Stimuli-triggered drug delivery systems have been recognized as a crucial strategy to achieve on-demand drug release at the tumor for improving therapeutic efficacy. In this work, novel biocompatible and biodegradable reactive oxygen species (ROS)-responsive amino acid- based polymeric micelles were developed for tumor-specific drug release triggered by high ROS levels in cancer cells, which were composed of amphiphilic poly(aspartic acid) (PASP) derivatives (PASP-BSer) with phenylborate serine (BSer) side groups as the ROS-responsive unit. A series of PASP-BSer conjugates with different degree of substitution (DS) were synthesized, and their self-assembly and HO-responsive behaviors were investigated to optimize the structure of PASP-BSer. In vitro drug loading and release studies confirmed that the optimized PASP-BSer micelles could effectively encapsulate the model anticancer drug doxorubicin (Dox) and exhibit desirable HO-triggered release behaviors. More importantly, Dox-loaded PASP-BSer micelles showed high selective cytotoxicity against A549 cancer cells than L929 normal cells. Accordingly, PASP-BSer micelles have significant potential as on-demand drug carriers for anticancer therapy.

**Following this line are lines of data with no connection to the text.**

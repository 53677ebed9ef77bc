//! Ledger error types.
//!
//! Every failure the invoice and payment ledgers can report is a variant of
//! [`LedgerError`]. Callers map them to responses through
//! [`LedgerError::error_code`] and [`LedgerError::status_code`].

use std::fmt;

use rust_decimal::Decimal;
use thiserror::Error;

use crate::sequence::SequenceKey;

/// Why an invoice refused a mutation.
#[derive(Debug, Clone, Copy, PartialEq, Eq)]
pub enum LockReason {
    /// Items, dates, tax, and currency are frozen once an invoice leaves DRAFT.
    NotDraft,
    /// A draft is edited in place, so revising it is redundant.
    AlreadyDraft,
    /// Signing requires the invoice to have been sent.
    NotSent,
    /// A signature exists.
    Signed,
    /// At least one payment or reversal is on the ledger.
    HasPayments,
    /// The invoice is voided.
    Voided,
}

impl LockReason {
    /// Returns a short machine-readable tag for the reason.
    #[must_use]
    pub const fn as_str(&self) -> &'static str {
        match self {
            Self::NotDraft => "not_draft",
            Self::AlreadyDraft => "already_draft",
            Self::NotSent => "not_sent",
            Self::Signed => "signed",
            Self::HasPayments => "has_payments",
            Self::Voided => "voided",
        }
    }
}

impl fmt::Display for LockReason {
    fn fmt(&self, f: &mut fmt::Formatter<'_>) -> fmt::Result {
        let message = match self {
            Self::NotDraft => "invoice is not editable",
            Self::AlreadyDraft => "invoice is still a draft and can be edited directly",
            Self::NotSent => "invoice must be sent before signing",
            Self::Signed => "signed invoices cannot be voided",
            Self::HasPayments => "invoices with payments cannot be voided",
            Self::Voided => "invoice is voided",
        };
        f.write_str(message)
    }
}

/// Errors raised by ledger operations.
#[derive(Debug, Error)]
pub enum LedgerError {
    /// Entity is absent or belongs to another business.
    #[error("{0} not found")]
    NotFound(&'static str),

    /// The invoice's current state forbids the mutation.
    #[error("Invoice locked: {0}")]
    Locked(LockReason),

    /// The invoice already carries a signature.
    #[error("Invoice already signed")]
    AlreadySigned,

    /// The presented token is past its expiry.
    #[error("Token expired")]
    TokenExpired,

    /// Malformed input.
    #[error("Validation error: {0}")]
    Validation(String),

    /// The payment would push the collected amount past the invoice total.
    #[error("Overpayment is not allowed: total {total}, paid after payment {paid_after}")]
    Overpayment {
        /// Invoice total.
        total: Decimal,
        /// Collected amount had the payment been accepted.
        paid_after: Decimal,
    },

    /// Sequence allocation kept conflicting and gave up.
    #[error("Unable to allocate {key} number for period {period} after {attempts} attempts")]
    SequenceExhausted {
        /// Counter that was being allocated.
        key: SequenceKey,
        /// Calendar year of the counter.
        period: i32,
        /// Attempts made before giving up.
        attempts: u32,
    },

    /// Unexpected storage failure.
    #[error("Database error: {0}")]
    Database(String),
}

impl LedgerError {
    /// Shorthand for a validation failure.
    pub fn validation(message: impl Into<String>) -> Self {
        Self::Validation(message.into())
    }

    /// Returns the HTTP status code for this error.
    #[must_use]
    pub const fn status_code(&self) -> u16 {
        match self {
            Self::NotFound(_) => 404,
            Self::Locked(_) | Self::AlreadySigned => 409,
            Self::TokenExpired => 410,
            Self::Validation(_) | Self::Overpayment { .. } => 400,
            Self::SequenceExhausted { .. } | Self::Database(_) => 500,
        }
    }

    /// Returns the error code for API responses.
    #[must_use]
    pub const fn error_code(&self) -> &'static str {
        match self {
            Self::NotFound(_) => "NOT_FOUND",
            Self::Locked(_) => "INVOICE_LOCKED",
            Self::AlreadySigned => "ALREADY_SIGNED",
            Self::TokenExpired => "TOKEN_EXPIRED",
            Self::Validation(_) => "VALIDATION_ERROR",
            Self::Overpayment { .. } => "OVERPAYMENT",
            Self::SequenceExhausted { .. } => "SEQUENCE_EXHAUSTED",
            Self::Database(_) => "DATABASE_ERROR",
        }
    }

    /// Returns true for failures that are not the caller's fault.
    #[must_use]
    pub const fn is_internal(&self) -> bool {
        matches!(self, Self::SequenceExhausted { .. } | Self::Database(_))
    }

    /// Returns a message that is safe to show to an end user.
    ///
    /// Internal failures collapse to a generic sentence so storage details
    /// never leave the process.
    #[must_use]
    pub fn public_message(&self) -> String {
        if self.is_internal() {
            "An unexpected error occurred".to_string()
        } else {
            self.to_string()
        }
    }
}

刺激响应型药物递送系统已被认为是在肿瘤部位实现按需药物释放的关键策略,可提高治疗效果。在这项工作中,开发了新型生物相容性和可生物降解的活性氧(ROS)响应型氨基酸基聚合物胶束,用于由癌细胞中高水平的 ROS 触发的肿瘤特异性药物释放,该胶束由两亲性聚(天冬氨酸)(PASP)衍生物(具有苯硼酸丝氨酸(BSer)侧基的 PASP-BSer)组成,作为 ROS 响应单元。合成了一系列具有不同取代度(DS)的 PASP-BSer 缀合物,并研究了它们的自组装和 HO 响应行为,以优化 PASP-BSer 的结构。体外载药和释放研究证实,优化的 PASP-BSer 胶束可以有效包载模型抗癌药物阿霉素(Dox),并表现出理想的 HO 触发释放行为。更重要的是,载 Dox 的 PASP-BSer 胶束对 A549 癌细胞的选择性细胞毒性高于 L929 正常细胞。因此,PASP-BSer 胶束作为用于癌症治疗的按需药物载体具有重要的应用潜力。